I was lucky to have been sent a review copy of the book by Esdevium Games, who are one of the UK’s largest distributors of games, collectible and toys; in 2010, they became part of the Asmodee Group with offices across Europe, the USA and Asia. In addition to distribution, Asmodee are the publisher behind a number of Esdevium’s most popular games. Many thanks to Esdevium for reaching out to me and asking me to write this review.

Some of you may be aware that I am currently running an Edge of Empire campaign on my YouTube channel (that you can see by clicking here); I hope to review both Edge of Empire and Age of Rebellion shortly, but as the films started with the Jedi and the Force, I’m going to do likewise with my reviews.


The first thing you can see when looking at the book is the absolutely stunning quality of the production; Fantasy Flight Games have a great reputation for producing amazing looking product, Force and Destiny is no exception. Force and Destiny is a full colour hardback book with the majority of pages having some great colour art of both well-known characters from the Star Wars series and also some less well-known figures; this feels like the writers giving the readers permission to step out of the shadows and create their own great adventures rather than feeling constrained by any thoughts of the canon adventures as depicted in the films but there is enough depiction of favourite heroes and infamous villains from the series to create the strong visual element that is such a large part of Star Wars appeal.
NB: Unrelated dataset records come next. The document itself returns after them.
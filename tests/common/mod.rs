#![allow(dead_code)]

use std::fs::File;
use std::io::Write;
use std::path::{Path, PathBuf};

use rusqlite::Connection;
use rust_xlsxwriter::{ExcelDateTime, Format, Workbook};
use sheet_sync::{data::Value, source::Dataset, store::SqliteStore};
use tempfile::{TempDir, tempdir};

/// Scratch directory helper that cleans up files automatically on drop.
pub struct TestWorkspace {
    temp_dir: TempDir,
}

impl TestWorkspace {
    /// Creates a fresh scratch directory for the current test case.
    pub fn new() -> Self {
        Self {
            temp_dir: tempdir().expect("temp dir"),
        }
    }

    /// Returns the root path for all files owned by this workspace.
    pub fn path(&self) -> &Path {
        self.temp_dir.path()
    }

    /// Writes `contents` into a file under the workspace and returns the path.
    pub fn write(&self, name: &str, contents: &str) -> PathBuf {
        let path = self.temp_dir.path().join(name);
        let mut file = File::create(&path).expect("create temp file");
        file.write_all(contents.as_bytes())
            .expect("write temp file contents");
        path
    }

    /// Writes a small customer workbook: integer ids, names, balances, a
    /// date column and a boolean column.
    pub fn write_customer_workbook(&self, name: &str) -> PathBuf {
        let path = self.temp_dir.path().join(name);
        let mut workbook = Workbook::new();
        let date_format = Format::new().set_num_format("yyyy-mm-dd");
        let sheet = workbook.add_worksheet();
        sheet.set_name("Customers").expect("sheet name");
        for (col, header) in ["Customer ID", "Name", "Balance", "Joined", "Active"]
            .iter()
            .enumerate()
        {
            sheet
                .write_string(0, col as u16, *header)
                .expect("write header");
        }
        let rows = [
            (1.0, "Ada", 10.5, (2024, 1, 15), true),
            (2.0, "Grace", 20.0, (2024, 2, 1), false),
            (3.0, "Linus", 0.25, (2024, 3, 9), true),
        ];
        for (idx, (id, name, balance, (y, m, d), active)) in rows.iter().enumerate() {
            let row = idx as u32 + 1;
            sheet.write_number(row, 0, *id).expect("write id");
            sheet.write_string(row, 1, *name).expect("write name");
            sheet.write_number(row, 2, *balance).expect("write balance");
            let date = ExcelDateTime::from_ymd(*y, *m, *d).expect("valid date");
            sheet
                .write_datetime_with_format(row, 3, &date, &date_format)
                .expect("write date");
            sheet.write_boolean(row, 4, *active).expect("write flag");
        }
        workbook.save(&path).expect("save workbook");
        path
    }
}

pub fn headers(names: &[&str]) -> Vec<String> {
    names.iter().map(|name| name.to_string()).collect()
}

pub fn text(value: &str) -> Option<Value> {
    Some(Value::String(value.to_string()))
}

pub fn int(value: i64) -> Option<Value> {
    Some(Value::Integer(value))
}

/// A dataset of `(id, name)` rows under the headers `ID` and `Name`.
pub fn people(rows: &[(Option<i64>, &str)]) -> Dataset {
    Dataset::new(
        headers(&["ID", "Name"]),
        rows.iter()
            .map(|(id, name)| vec![id.and_then(int), text(name)])
            .collect(),
    )
}

/// An in-memory store holding the `people` table keyed on `id`.
pub fn people_store() -> SqliteStore {
    let store = SqliteStore::open_in_memory().expect("open sqlite");
    store
        .connection()
        .execute_batch(
            "CREATE TABLE people (`id` INTEGER, `name` VARCHAR(250), PRIMARY KEY (`id`))",
        )
        .expect("create people");
    store
}

pub fn count_rows(conn: &Connection, table: &str) -> i64 {
    conn.query_row(&format!("SELECT COUNT(*) FROM `{table}`"), [], |row| {
        row.get(0)
    })
    .expect("count rows")
}

pub fn name_for(conn: &Connection, id: i64) -> Option<String> {
    conn.query_row("SELECT name FROM people WHERE id = ?1", [id], |row| {
        row.get(0)
    })
    .ok()
}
The book begins with a short piece of fiction depicting a (possibly force-sensitive) fortune seeker trying to locate a mysterious area known as the Well of Shadows, and stumbling into a battle between three possible Jedi and the forces of the Galactic Empire, lead by a dark-side Force-user called Venge; the story is neatly written and gives a nice taster of the sort of things that Force-users might get up to in the game as they attempt to restore their ancient heritage and build new destinies, all the while staying ahead of those who seek to hunt them and consign the Jedi Order to dust. Following on from this is a short explanation of how roleplaying games work, nothing here will be surprising to people who have played RPGs before but it is unobtrusive and would be a great lead-in for people who are newer to the hobby, it continues with an example of play, continuing the story of the heroes flight from Venge, but broken down a little more to show how the scene might play out during a session.
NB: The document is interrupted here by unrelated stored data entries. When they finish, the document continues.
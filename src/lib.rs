pub mod catalog;
pub mod cli;
pub mod data;
pub mod error;
pub mod inference;
pub mod io_utils;
pub mod mapping;
pub mod normalize;
pub mod plan;
pub mod source;
pub mod store;
pub mod sync;
pub mod table;

use std::{env, sync::OnceLock};

use anyhow::{Context, Result, anyhow};
use clap::Parser;
use log::{LevelFilter, debug, info};

use crate::{
    cli::{Cli, Commands, ConnectionArgs, MappingArgs, SourceArgs},
    error::SyncError,
    mapping::ColumnMapping,
    plan::SyncPlan,
    source::Dataset,
    store::{ConnectionConfig, MySqlConfig, Store},
    sync::{SyncOptions, SyncRequest, SyncResult},
    table::TextTable,
};

static LOGGER: OnceLock<()> = OnceLock::new();

fn init_logging() {
    LOGGER.get_or_init(|| {
        let mut builder = env_logger::Builder::from_env(env_logger::Env::default());
        if env::var("RUST_LOG").is_err() {
            builder.filter_module("sheet_sync", LevelFilter::Info);
        }
        let _ = builder.format_timestamp_millis().try_init();
    });
}

pub fn run() -> Result<()> {
    init_logging();
    let cli = Cli::parse();
    match cli.command {
        Commands::Preview(args) => handle_preview(&args),
        Commands::Infer(args) => handle_infer(&args),
        Commands::Tables(args) => handle_tables(&args),
        Commands::Describe(args) => handle_describe(&args),
        Commands::Create(args) => handle_create(&args),
        Commands::Sync(args) => handle_sync(&args),
    }
}

fn handle_preview(args: &cli::PreviewArgs) -> Result<()> {
    let dataset = load_source(&args.source)?;
    let rows = dataset.preview(args.rows);
    let shown = rows.len();
    TextTable::with_rows(dataset.headers(), rows).print();
    info!(
        "Displayed {shown} of {} row(s) from {:?}",
        dataset.len(),
        args.source.input
    );
    Ok(())
}

fn handle_infer(args: &cli::InferArgs) -> Result<()> {
    let dataset = load_source(&args.source)?;
    let mapping = resolve_mapping(&args.mapping, dataset.headers(), None)?;
    let inferred = inference::infer_schema(&dataset, Some(&mapping));

    let mut table = TextTable::new(["column", "type"]);
    for column in &inferred {
        table.push_row([column.name.clone(), column.storage.to_string()]);
    }
    table.print();

    if let Some(output) = &args.output {
        let mut plan = SyncPlan {
            table: args.table.clone(),
            primary_key: args.primary_key.clone(),
            mapping,
            ..SyncPlan::default()
        };
        plan.record_types(&inferred);
        plan.save(output)
            .with_context(|| format!("Writing sync plan to {output:?}"))?;
        info!(
            "Sync plan with {} column type(s) written to {output:?}",
            plan.column_types.len()
        );
    }
    Ok(())
}

fn handle_tables(args: &cli::TablesArgs) -> Result<()> {
    let mut store = open_store(&args.connection)?;
    let tables = catalog::list_tables(store.as_mut()).context("Listing tables")?;
    for table in &tables {
        println!("{table}");
    }
    info!("Found {} table(s)", tables.len());
    Ok(())
}

fn handle_describe(args: &cli::DescribeArgs) -> Result<()> {
    let mut store = open_store(&args.connection)?;
    let columns = catalog::describe_table(store.as_mut(), &args.table)
        .with_context(|| format!("Describing table '{}'", args.table))?;
    let mut table = TextTable::new(["column", "type", "key", "nullable"]);
    for column in &columns {
        table.push_row([
            column.name.clone(),
            column.data_type.clone(),
            if column.primary_key { "PRI" } else { "" }.to_string(),
            if column.nullable { "YES" } else { "NO" }.to_string(),
        ]);
    }
    table.print();
    Ok(())
}

fn handle_create(args: &cli::CreateArgs) -> Result<()> {
    let dataset = load_source(&args.source)?;
    let mapping = resolve_mapping(&args.mapping, dataset.headers(), None)?;
    let mut plan = SyncPlan::default();
    plan.apply_type_directives(&args.types)?;
    let mut store = open_store(&args.connection)?;
    create_from_source(
        store.as_mut(),
        &dataset,
        &mapping,
        &plan,
        &args.table,
        args.primary_key.as_deref(),
    )
}

fn handle_sync(args: &cli::SyncArgs) -> Result<()> {
    let mut plan = match &args.plan {
        Some(path) => SyncPlan::load(path)?,
        None => SyncPlan::default(),
    };
    plan.apply_type_directives(&args.types)?;

    let dataset = load_source(&args.source)?;
    let table = args
        .table
        .clone()
        .or_else(|| plan.table.clone())
        .ok_or_else(|| anyhow!("A destination table is required (use --table or a plan file)"))?;
    let mapping = resolve_mapping(&args.mapping, dataset.headers(), Some(&plan.mapping))?;
    let primary_key = args.primary_key.clone().or_else(|| plan.primary_key.clone());
    debug!("Mapping {} column(s) into '{table}'", mapping.len());

    let mut store = open_store(&args.connection)?;
    if args.create || plan.create {
        let existing = catalog::list_tables(store.as_mut()).context("Listing tables")?;
        if existing.contains(&table) {
            info!("Table '{table}' already exists; skipping creation");
        } else {
            create_from_source(
                store.as_mut(),
                &dataset,
                &mapping,
                &plan,
                &table,
                primary_key.as_deref(),
            )?;
        }
    }

    let request = SyncRequest {
        table: table.clone(),
        mapping,
        primary_key,
        row_limit: args.limit.or(plan.row_limit),
    };
    let options = SyncOptions {
        default_row_cap: args.default_row_cap,
        max_text_len: args.max_text_len,
    };
    let result = sync::sync(store.as_mut(), &dataset, &request, &options)
        .with_context(|| format!("Synchronizing {:?} into '{table}'", args.source.input))?;
    print_sync_result(&result, args.json)
}

fn create_from_source(
    store: &mut dyn Store,
    dataset: &Dataset,
    mapping: &ColumnMapping,
    plan: &SyncPlan,
    table: &str,
    primary_key: Option<&str>,
) -> Result<()> {
    let inferred = inference::infer_schema(dataset, Some(mapping));
    let definitions = plan.column_definitions(&inferred)?;
    catalog::create_table(store, table, &definitions, primary_key)
        .with_context(|| format!("Creating table '{table}'"))
}

fn print_sync_result(result: &SyncResult, json: bool) -> Result<()> {
    if json {
        let rendered =
            serde_json::to_string_pretty(result).context("Serializing sync result to JSON")?;
        println!("{rendered}");
        return Ok(());
    }

    let mut summary = TextTable::new(["metric", "value"]);
    for (label, value) in [
        ("total rows", result.total_rows),
        ("inserted", result.inserted),
        ("updated", result.updated),
        ("errors", result.errors),
    ] {
        summary.push_row([label.to_string(), value.to_string()]);
    }
    summary.print();

    if !result.error_messages.is_empty() {
        println!();
        let mut errors = TextTable::new(["error"]);
        for message in &result.error_messages {
            errors.push_row([message.as_str()]);
        }
        errors.print();
    }
    if let Some(note) = &result.note {
        println!();
        println!("Note: {note}");
    }
    Ok(())
}

fn load_source(args: &SourceArgs) -> Result<Dataset> {
    let dataset = source::load_dataset(&args.input, &args.options())
        .with_context(|| format!("Reading source file {:?}", args.input))?;
    dataset
        .validate()
        .with_context(|| format!("Validating source file {:?}", args.input))?;
    Ok(dataset)
}

/// Explicit `--map` directives win, then a planned mapping, then headers
/// mapped onto themselves.
fn resolve_mapping(
    args: &MappingArgs,
    headers: &[String],
    planned: Option<&ColumnMapping>,
) -> Result<ColumnMapping> {
    if !args.map.is_empty() {
        return ColumnMapping::parse_directives(&args.map).context("Parsing --map directives");
    }
    match planned {
        Some(mapping) if !args.auto_map && !mapping.is_empty() => Ok(mapping.clone()),
        _ => Ok(ColumnMapping::identity(headers, args.snake_case)),
    }
}

fn connection_config(args: &ConnectionArgs) -> Result<ConnectionConfig> {
    if let Some(path) = &args.sqlite {
        return Ok(ConnectionConfig::Sqlite(path.clone()));
    }
    let user = args
        .user
        .clone()
        .ok_or_else(|| anyhow!("--user is required for MySQL connections (or use --sqlite)"))?;
    let database = args
        .database
        .clone()
        .ok_or_else(|| anyhow!("--database is required for MySQL connections (or use --sqlite)"))?;
    Ok(ConnectionConfig::MySql(MySqlConfig {
        host: args.host.clone(),
        port: args.port,
        user,
        password: args.password.clone(),
        database,
    }))
}

fn open_store(args: &ConnectionArgs) -> Result<Box<dyn Store>> {
    let config = connection_config(args)?;
    debug!("Connecting to {}", config.describe());
    store::connect(&config)
        .map_err(SyncError::Connectivity)
        .with_context(|| format!("Connecting to {}", config.describe()))
}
The introduction culminates with a short primer to the state of the galaxy at the time period covered by the game, a time with the Galactic Empire is at its height, the Jedi Order is little more than a memory and the Force widely regarded as “simple tricks and nonsense,” as long as there are people who believe in the power of the light side and who fight against the tyranny of the Empire though, the light of the Jedi can never truly be extinguished.

Playing the Game

The main meat of the book begins by explaining what you’ll need to play in a Force and Destiny and moves on to describe the core mechanic of the game, which effectively involves constructing a dice pool of positive dice (for your skill level and any factors that would help you) and negative dice (representing the difficulty of your task and any outside factors that would hinder you). Each of the special dice used in Force and Destiny have symbols on them, some of these govern the success or failure of your roll and others can be spent either by yourself to attain additional positive effects or by the GM to present additional challenges or difficulties.

swdiceThese dice will be familiar to anyone who has played FFG’s other Star Wars games (which are entirely cross-compatible with Force and Destiny, although are not required); but essentially you construct a dice pool, add up the number of success you have and subtract the number of failures, if you have successes remaining at the end then you have succeeded in your task otherwise you have failed. There are other symbols that provide additional effects and these are explained in the book; the system can take a little getting used to, especially if you’re more familiar with traditional RPGs that use numbered dice, but I’ve found that the Star Wars dice encourage players and the GMs to construct more of a narrative around their rolls rather than simply viewing them as a success or failure.

For example: Perhaps you succeed on your attempt to shoot a Stormtrooper but have a number of threat symbols, the GM might rule that although you have shot the Stormtrooper he is able to press the alarm before dying or something similar.

Players also have destiny points, a pool of points that represent luck, fate and the ebb and flow of the Force; these can be used to make important tests easier to pass, hinder opponents and also to represent luck or quirks of fate. Destiny points come in two flavours, light-side and dark-side, when a light-side point is spent by the players it flips and becomes a dark-side point and vice-versa when a dark-side point is spent by the GM; I really like this as a mechanic since it encourage both sides to spend the points rather than hording them and it also represents the fluctuating strength of the Force in an unobtrusive manner.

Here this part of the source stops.